Mabillon est avant tout un moine bénédictin. Il a fait profession à l’abbaye de Saint-Remy de Reims en 1654. C’est en 1664 qu’il arrive à l’abbaye de Saint-Germain-des-Prés où il devait demeurer jusqu’à sa mort, durant 43 ans. Il y est appelé pour collaborer aux grandes entreprises littéraires lancées dans la Congrégation de Saint-Maur et qui sont à l’origine de l’expression bien connue de « travail de bénédictin ». Il publia ainsi les Œuvres de saint Bernard (1667), les Actes ou Vies des saints bénédictins (1668-1701) et les Annales ou Chronique de l’Ordre de Saint-Benoît (1703-1707), pour ne citer que les ouvrages les plus connus.
Par ses écrits, Dom Mabillon a enrichi la tradition monastique et bénédictine, telle qu’elle est encore vécue de nos jours. Par exemple, face à son contemporain l’abbé de Rancé, le célèbre réformateur de La Trappe, il a défendu la place du travail intellectuel dans la vie des moines dans son Traité des études monastiques (1691).
D’autre part, la publication du De Re diplomatica (1681), a fait de Dom Mabillon le « père » de la diplomatique, la science qui permet d’authentifier les documents anciens, les chartes. Enfin, ses voyages littéraires à travers l’Europe, ses ouvrages et sa correspondance échangée avec de très nombreux savants lui valurent une réputation de dimension européenne et une place de choix dans la République des lettres. Il devait être nommé en 1701 membre honoraire de la toute nouvelle Académie royale des Inscriptions.
L’archevêque de Reims, Charles Maurice Le Tellier, ami et protecteur des bénédictins de Saint-Germain-des-Prés, pouvait annoncer la mort de Mabillon à Louis XIV en ces termes : « Sire, la mort a pris l’homme le plus savant et le plus pieux de votre royaume ». « C’est donc le Père Mabillon », aurait répondu le roi.
Si vous souhaitez en savoir plus sur Dom Mabillon, les Éditions de Solesmes ont réédité cette année sa « Vie » écrite par son plus fidèle disciple, Dom Thierry Ruinart. Je vous renvoie aussi à « l’Anthologie » de ses écrits publiée aussi cette année chez Robert Laffont, dans la collection, « Bouquins », par M. Odon Hurel, directeur de recherches au CNRS, un des meilleurs connaisseurs de Mabillon et qui a organisé les deux colloques de Solesmes et de Paris.

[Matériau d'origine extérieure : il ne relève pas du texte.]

//! # murmur-api
//!
//! REST API server built with the Axum framework.

pub mod extractors;
pub mod handlers;
pub mod middleware;
pub mod response;
pub mod routes;
pub mod server;
pub mod state;

// Re-export the entry points used by the binary and by tests
pub use server::{create_app, create_app_state, run, run_server};
pub use state::AppState;
impl BatchCoordinator {
    pub fn new(
        submitter: FallbackSubmitter,
        status: Arc<dyn JobStatusSource>,
        config: &PipelineConfig,
    ) -> Self {
        Self {
            submitter,
            poller: Arc::new(JobPoller::new(status, config.poll)),
            store: None,
            shared: Arc::new(Shared {
                tracked: Mutex::new(Tracked::default()),
                events: BatchEvents::default(),
                settled: Notify::new(),
            }),
            cancel: CancellationToken::new(),
        }
    }

    /// Enable [`save_batch_selection`](Self::save_batch_selection).
    pub fn with_listing_store(mut self, store: Arc<dyn ListingImageStore>) -> Self {
        self.store = Some(store);
        self
    }

    pub fn subscribe(&self) -> broadcast::Receiver<BatchEvent> {
        self.shared.events.subscribe()
    }

    /// Copy of the current batch state.
    pub async fn state(&self) -> BatchState {
        self.shared.tracked.lock().await.state.clone()
    }

    /// Submit every image with `prompt`.
    ///
    /// Per-image failures are recorded and do not stop the run. Returns
    /// [`BatchError::AllFailed`] when no image produced a usable result.
    /// Asynchronous jobs keep polling after this returns; use
    /// [`wait_for_jobs`](Self::wait_for_jobs) to wait for them.
    pub async fn process_batch_background(
        &self,
        images: &[Image],
        prompt: &str,
    ) -> Result<BatchReport, BatchError> {
        let prompt = prompt.trim();
        let ids = validate_batch(images, prompt)?;
        let batch_id = Uuid::new_v4();
        let total = images.len();

        tracing::info!(%batch_id, total, prompt, "Background batch started");
        self.begin_run(batch_id, &ids).await;
        self.publish(batch_id, BatchEventKind::Started { total });

        let mut results = Vec::with_capacity(total);
        for (index, image) in images.iter().enumerate() {
            let result = self.submit_image(batch_id, image, prompt).await;
            results.push(self.record(batch_id, result).await);
            self.publish(
                batch_id,
                BatchEventKind::Progress {
                    submitted: index + 1,
                    total,
                    percent: progress_percent(index, total),
                },
            );
        }

        self.finish_run(batch_id, results).await
    }

    /// Wait until no job is running, then return the overall summary.
    ///
    /// Returns early after [`shutdown`](Self::shutdown).
    pub async fn wait_for_jobs(&self) -> BatchSummary {
        loop {
            let settled = self.shared.settled.notified();
            {
                let tracked = self.shared.tracked.lock().await;
                let submitting = tracked.runs.values().any(|r| r.submitting);
                if (tracked.state.is_done() && !submitting) || self.cancel.is_cancelled() {
                    return tracked.state.summary();
                }
            }
            tokio::select! {
                _ = settled => {}
                _ = self.cancel.cancelled() => {}
            }
        }
    }

    /// Choose `url` as the preview to keep for `public_id`.
    pub async fn select(&self, public_id: &str, url: &str) -> Result<(), CoreError> {
        let mut tracked = self.shared.tracked.lock().await;
        tracked.state.apply(BatchAction::Select {
            public_id: public_id.to_string(),
            url: url.to_string(),
        })?;
        tracing::debug!(public_id, url, "Preview selected");
        Ok(())
    }

    /// Write `selections` into `images` and persist them on the listing.
    ///
    /// Batch state is cleared only after the store accepts the update; on
    /// failure it is left untouched so the user can retry.
    pub async fn save_batch_selection(
        &self,
        listing_id: &str,
        images: &[Image],
        selections: &BTreeMap<PublicId, String>,
    ) -> Result<Vec<Image>, SaveError> {
        let Some(store) = &self.store else {
            tracing::error!(listing_id, "Cannot save selections: no listing store configured");
            return Err(SaveError::StoreUnavailable);
        };

        let applied = count_applicable(images, selections);
        let updated = merge_selections(images, selections);
        if let Err(e) = store.replace_images(listing_id, &updated).await {
            tracing::error!(listing_id, error = %e, "Failed to save batch selection");
            return Err(e.into());
        }

        let mut tracked = self.shared.tracked.lock().await;
        for (_, job) in tracked.active.drain() {
            job.cancel.cancel();
        }
        // Reset cannot fail.
        let _ = tracked.state.apply(BatchAction::Reset);
        tracked.runs.clear();
        drop(tracked);
        self.shared.settled.notify_waiters();

        tracing::info!(listing_id, applied, "Batch selection saved");
        self.shared.events.publish(
            None,
            BatchEventKind::SelectionSaved {
                listing_id: listing_id.to_string(),
                applied,
            },
        );
        Ok(updated)
    }

    /// [`save_batch_selection`](Self::save_batch_selection) with the
    /// selections currently held in batch state.
    pub async fn save_current_selection(
        &self,
        listing_id: &str,
        images: &[Image],
    ) -> Result<Vec<Image>, SaveError> {
        let selections = self.shared.tracked.lock().await.state.selected().clone();
        self.save_batch_selection(listing_id, images, &selections).await
    }

    /// Cancel every poll task and wait briefly for each to stop.
    pub async fn shutdown(&self) {
        tracing::info!("Shutting down batch coordinator");
        self.cancel.cancel();

        let active: Vec<(PublicId, ActiveJob)> =
            self.shared.tracked.lock().await.active.drain().collect();
        for (public_id, job) in active {
            tracing::debug!(public_id = %public_id, job_id = %job.job_id, "Stopping poll task");
            job.cancel.cancel();
            let _ = tokio::time::timeout(SHUTDOWN_GRACE, job.handle).await;
        }

        self.shared.settled.notify_waiters();
        tracing::info!("Batch coordinator shut down");
    }

    // ---- private helpers ----

    fn publish(&self, batch_id: Uuid, kind: BatchEventKind) {
        self.shared.events.publish(Some(batch_id), kind);
    }

    /// Cancel pollers for the run's images and forget their prior state.
    async fn begin_run(&self, batch_id: Uuid, ids: &[PublicId]) {
        let mut tracked = self.shared.tracked.lock().await;
        for id in ids {
            if let Some(job) = tracked.active.remove(id) {
                tracing::info!(public_id = %id, job_id = %job.job_id, "Cancelling superseded job");
                job.cancel.cancel();
            }
        }
        let _ = tracked.state.apply(BatchAction::Clear(ids.to_vec()));
        tracked.runs.insert(
            batch_id,
            Run {
                ids: ids.to_vec(),
                submitting: true,
            },
        );
        // Cancelling jobs above may have settled an earlier run.
        announce_settled(&mut tracked, &self.shared.events);
    }

    async fn submit_image(&self, batch_id: Uuid, image: &Image, prompt: &str) -> ProcessingResult {
        let public_id = &image.public_id;
        let seed = optimized_seed(public_id, prompt);
        let request = ReplacementRequest::new(public_id, prompt, seed);

        match self.submitter.submit(&request).await {
            Ok(submission) => {
                let result = ProcessingResult::from_classification(
                    public_id,
                    classify(&submission.response),
                    submission.source,
                );
                tracing::debug!(
                    %batch_id,
                    public_id = %public_id,
                    seed,
                    source = ?submission.source,
                    is_async = result.is_async,
                    "Image submitted",
                );
                result
            }
            Err(e) => {
                tracing::warn!(
                    %batch_id,
                    public_id = %public_id,
                    error = %e,
                    fallback_error = ?e.fallback.as_ref().map(ToString::to_string),
                    "Image submission failed",
                );
                ProcessingResult::failure(public_id, e.to_string())
            }
        }
    }

    /// Fold one submission result into state, starting a poller for
    /// async jobs. Returns the result as recorded.
    async fn record(&self, batch_id: Uuid, result: ProcessingResult) -> ProcessingResult {
        let mut tracked = self.shared.tracked.lock().await;
        let result = match tracked.state.apply(BatchAction::Record(result.clone())) {
            Ok(_) => result,
            Err(e) => {
                tracing::warn!(%batch_id, public_id = %result.original, error = %e, "Result rejected");
                // Recording the failure forgets the image's current job.
                if let Some(job) = tracked.active.remove(&result.original) {
                    tracing::info!(
                        public_id = %result.original,
                        job_id = %job.job_id,
                        "Cancelling job displaced by rejected result",
                    );
                    job.cancel.cancel();
                }
                let failed = ProcessingResult::failure(result.original, e.to_string());
                let _ = tracked.state.apply(BatchAction::Record(failed.clone()));
                announce_settled(&mut tracked, &self.shared.events);
                failed
            }
        };

        let public_id = result.original.clone();
        match (&result.error, &result.job_id) {
            (Some(error), _) => {
                self.publish(
                    batch_id,
                    BatchEventKind::ImageFailed {
                        public_id,
                        error: error.clone(),
                    },
                );
            }
            (None, Some(job_id)) if result.is_async => {
                self.publish(
                    batch_id,
                    BatchEventKind::JobRegistered {
                        public_id: public_id.clone(),
                        job_id: job_id.clone(),
                        preview_url: result.preview_url.clone(),
                    },
                );
                let job = self.spawn_poller(batch_id, public_id.clone(), job_id.clone());
                if let Some(previous) = tracked.active.insert(public_id, job) {
                    previous.cancel.cancel();
                }
            }
            _ => {}
        }
        if let Some(source) = result.source.filter(|_| result.error.is_none()) {
            self.publish(
                batch_id,
                BatchEventKind::ImageSubmitted {
                    public_id: result.original.clone(),
                    source,
                    is_async: result.is_async,
                },
            );
        }
        result
    }

    fn spawn_poller(&self, batch_id: Uuid, public_id: PublicId, job_id: JobId) -> ActiveJob {
        let cancel = self.cancel.child_token();
        let task_cancel = cancel.clone();
        let poller = Arc::clone(&self.poller);
        let shared = Arc::clone(&self.shared);
        let task_job_id = job_id.clone();

        let handle = tokio::spawn(async move {
            let outcome = {
                let events = &shared.events;
                let (public_id, job_id) = (&public_id, &task_job_id);
                poller
                    .run(job_id, &task_cancel, |attempt| {
                        events.publish(
                            Some(batch_id),
                            BatchEventKind::JobPolled {
                                public_id: public_id.clone(),
                                job_id: job_id.clone(),
                                attempt,
                            },
                        );
                    })
                    .await
            };
            if let Some(outcome) = outcome {
                shared.settle(batch_id, public_id, task_job_id, outcome).await;
            }
        });

        ActiveJob {
            job_id,
            cancel,
            handle,
        }
    }

    async fn finish_run(
        &self,
        batch_id: Uuid,
        results: Vec<ProcessingResult>,
    ) -> Result<BatchReport, BatchError> {
        let mut tracked = self.shared.tracked.lock().await;
        let ids: Vec<PublicId> = results.iter().map(|r| r.original.clone()).collect();
        let summary = tracked.state.summary_for(&ids);
        // A save during submission forgets the run.
        let current = match tracked.runs.get_mut(&batch_id) {
            Some(run) => {
                run.submitting = false;
                true
            }
            None => false,
        };

        if !results.iter().any(ProcessingResult::is_usable) {
            let first_error = results
                .iter()
                .find_map(|r| r.error.clone())
                .unwrap_or_default();
            tracked.runs.remove(&batch_id);
            drop(tracked);
            self.shared.settled.notify_waiters();
            tracing::error!(%batch_id, total = results.len(), error = %first_error, "All images failed");
            self.publish(
                batch_id,
                BatchEventKind::Failed {
                    message: first_error.clone(),
                },
            );
            return Err(BatchError::AllFailed {
                total: results.len(),
                first_error,
            });
        }

        if current && !summary.is_done() {
            tracing::info!(%batch_id, pending = summary.processing, "Some images still processing");
            self.publish(
                batch_id,
                BatchEventKind::StillProcessing {
                    pending: summary.processing,
                },
            );
        }
        announce_settled(&mut tracked, &self.shared.events);
        drop(tracked);
        self.shared.settled.notify_waiters();

        Ok(BatchReport {
            batch_id,
            results,
            summary,
        })
    }
}
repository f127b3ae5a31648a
//! REST client for the media transformation routes.
//!
//! Wraps background-replacement submission and job status queries
//! using [`reqwest`]. Route paths are passed in by the caller so the
//! same client serves both the primary and the mock route.

use showroom_core::replacement::{JobStatusResponse, ReplacementRequest, ReplacementResponse};

/// HTTP client for one media API deployment.
pub struct MediaApi {
    client: reqwest::Client,
    api_url: String,
}

/// Errors from the media REST layer.
#[derive(Debug, thiserror::Error)]
pub enum MediaApiError {
    /// The HTTP request itself failed (network, DNS, TLS, etc.).
    #[error("HTTP request failed: {0}")]
    Request(#[from] reqwest::Error),

    /// The route returned a non-2xx status code.
    #[error("Media API error ({status}): {body}")]
    ApiError {
        /// HTTP status code.
        status: u16,
        /// Raw response body for debugging.
        body: String,
    },

    /// The route answered 2xx but the body carries an `error` field.
    #[error("Media API rejected the request: {message}")]
    Rejected { message: String },
}

impl MediaApi {
    /// Create a new API client.
    ///
    /// * `api_url` - Base HTTP URL, e.g. `http://localhost:3000/api`.
    pub fn new(api_url: impl Into<String>) -> Self {
        Self::with_client(reqwest::Client::new(), api_url)
    }

    /// Create an API client reusing an existing [`reqwest::Client`].
    pub fn with_client(client: reqwest::Client, api_url: impl Into<String>) -> Self {
        let api_url = api_url.into().trim_end_matches('/').to_string();
        Self { client, api_url }
    }

    /// Submit a background replacement to the route at `path`.
    ///
    /// Sends `POST {api_url}{path}` with `{publicId, prompt, seed}`.
    /// A 2xx body that carries `error` is reported as
    /// [`MediaApiError::Rejected`].
    pub async fn submit(
        &self,
        path: &str,
        request: &ReplacementRequest,
    ) -> Result<ReplacementResponse, MediaApiError> {
        let response = self
            .client
            .post(self.url(path))
            .json(request)
            .send()
            .await?;

        let body: ReplacementResponse = Self::parse_response(response).await?;
        if let Some(message) = body.error_message() {
            return Err(MediaApiError::Rejected { message });
        }
        Ok(body)
    }

    /// Query the status of an asynchronous job.
    ///
    /// Sends `GET {api_url}{path}?jobId={job_id}`.
    pub async fn job_status(
        &self,
        path: &str,
        job_id: &str,
    ) -> Result<JobStatusResponse, MediaApiError> {
        let response = self
            .client
            .get(self.url(path))
            .query(&[("jobId", job_id)])
            .send()
            .await?;

        Self::parse_response(response).await
    }

    // ---- private helpers ----

    fn url(&self, path: &str) -> String {
        if path.starts_with('/') {
            format!("{}{}", self.api_url, path)
        } else {
            format!("{}/{}", self.api_url, path)
        }
    }

    /// Ensure the response has a success status code. Returns the
    /// response unchanged on success, or a [`MediaApiError::ApiError`]
    /// containing the status and body text on failure.
    async fn ensure_success(
        response: reqwest::Response,
    ) -> Result<reqwest::Response, MediaApiError> {
        let status = response.status();
        if !status.is_success() {
            let body = response
                .text()
                .await
                .unwrap_or_else(|_| "<unreadable body>".to_string());
            return Err(MediaApiError::ApiError {
                status: status.as_u16(),
                body,
            });
        }
        Ok(response)
    }

    /// Parse a successful JSON response body into the expected type.
    async fn parse_response<T: serde::de::DeserializeOwned>(
        response: reqwest::Response,
    ) -> Result<T, MediaApiError> {
        let response = Self::ensure_success(response).await?;
        Ok(response.json::<T>().await?)
    }
}
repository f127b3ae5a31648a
#[derive(Debug, thiserror::Error)]
pub enum CoreError {
    #[error("Entity not found: {entity} with id {id}")]
    NotFound { entity: &'static str, id: String },

    #[error("Validation failed: {0}")]
    Validation(String),

    #[error("Conflict: {0}")]
    Conflict(String),
}
//! Background-replacement providers.
//!
//! A [`BackgroundReplacementProvider`] turns a [`ReplacementRequest`]
//! into a raw [`ReplacementResponse`]. Interpretation of the response is
//! left to `showroom_core::replacement::classify`; the fallback policy
//! lives in [`crate::fallback`].

use std::sync::Arc;
use std::time::Duration;

use async_trait::async_trait;
use showroom_core::replacement::{ReplacementRequest, ReplacementResponse};

use crate::api::{MediaApi, MediaApiError};

/// Errors a provider call can end with.
#[derive(Debug, thiserror::Error)]
pub enum ProviderError {
    #[error(transparent)]
    Api(#[from] MediaApiError),

    /// The call was abandoned after the configured timeout.
    #[error("{provider} did not respond within {}s", after.as_secs())]
    Timeout { provider: String, after: Duration },

    /// The provider could not even build the request.
    #[error("Provider unavailable: {0}")]
    Unavailable(String),
}

/// Something that can replace the background of an image.
#[async_trait]
pub trait BackgroundReplacementProvider: Send + Sync {
    async fn replace_background(
        &self,
        request: &ReplacementRequest,
    ) -> Result<ReplacementResponse, ProviderError>;

    /// Provider name for logging.
    fn name(&self) -> &str;
}

/// Provider backed by one route of the media API.
///
/// The primary and the mock route share the same request and response
/// shape, so both are instances of this type.
pub struct HttpProvider {
    api: Arc<MediaApi>,
    path: String,
    name: String,
}

impl HttpProvider {
    pub fn new(api: Arc<MediaApi>, path: impl Into<String>, name: impl Into<String>) -> Self {
        Self {
            api,
            path: path.into(),
            name: name.into(),
        }
    }

    /// The real transformation route.
    pub fn primary(api: Arc<MediaApi>, path: impl Into<String>) -> Self {
        Self::new(api, path, "primary")
    }

    /// The simulated route used when the primary fails.
    pub fn mock(api: Arc<MediaApi>, path: impl Into<String>) -> Self {
        Self::new(api, path, "mock")
    }
}

#[async_trait]
impl BackgroundReplacementProvider for HttpProvider {
    async fn replace_background(
        &self,
        request: &ReplacementRequest,
    ) -> Result<ReplacementResponse, ProviderError> {
        tracing::debug!(
            provider = %self.name,
            public_id = %request.public_id,
            seed = ?request.seed,
            "Submitting background replacement",
        );
        Ok(self.api.submit(&self.path, request).await?)
    }

    fn name(&self) -> &str {
        &self.name
    }
}

#[cfg(test)]
mod tests {
    use super::*;

    #[test]
    fn constructors_name_providers() {
        let api = Arc::new(MediaApi::new("http://localhost:3000/api"));
        let primary = HttpProvider::primary(Arc::clone(&api), "/generative-fill");
        let mock = HttpProvider::mock(api, "/mock-fill");
        assert_eq!(primary.name(), "primary");
        assert_eq!(mock.name(), "mock");
        assert_eq!(mock.path, "/mock-fill");
    }

    #[test]
    fn timeout_display() {
        let err = ProviderError::Timeout {
            provider: "primary".into(),
            after: Duration::from_secs(30),
        };
        assert_eq!(err.to_string(), "primary did not respond within 30s");
    }

    #[test]
    fn api_errors_are_transparent() {
        let err = ProviderError::from(MediaApiError::ApiError {
            status: 500,
            body: "boom".into(),
        });
        assert_eq!(err.to_string(), "Media API error (500): boom");
    }
}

Q – Trois siècles après sa mort, Dom Mabillon a-t-il encore quelque chose à nous dire ? Quel message peut-il livrer à nos contemporains ?
P. Thierry Barbeau – Dom Mabillon a manifesté toute sa vie un attachement constant à l’amour et à la recherche de la vérité : vérité dans la science historique qui était son « métier », mais aussi vérité sur lui-même et sur Dieu, qui est la Raison créatrice de toutes choses.
Cette quête et cette passion pour la vérité requièrent beaucoup d’humilité et la foi en l’intelligibilité du monde et des choses : toutes valeurs communes à l’homme de science et au croyant. La vie et l’œuvre de Mabillon démentent l’antagonisme, que l’on a parfois qualifié d’irréductible, entre science et religion. Pour un chrétien, et a fortiori un religieux, il ne saurait y avoir de contradiction, comme l’a rappelé l’encyclique Fides et ratio du pape Jean Paul II, entre ces deux sources de la connaissance que sont la foi et la raison.
L’exemple de Dom Mabillon, croyant et homme de science, m’apparaît plus que jamais d’actualité. Il peut nourrir notre réflexion sur le dialogue entre la foi et la raison qui est devenu un des enjeux majeurs de notre temps et auquel nous invite, avec insistance, le Saint-Père Benoît XVI.
À sa passion pour la vérité, Dom Mabillon joignait aussi la charité. « La charité doit être le principe et la fin de toute notre science, et de toutes nos connaissances », écrivait-il. Et au soir de sa vie, il pouvait dire à propos de ces derniers travaux : « Dieu veuille que ce soit le travail du cœur, de la charité et de l’amour de la vérité ». Je pense que Mabillon peut aussi nous rappeler cette double exigence de la vérité et de la charité.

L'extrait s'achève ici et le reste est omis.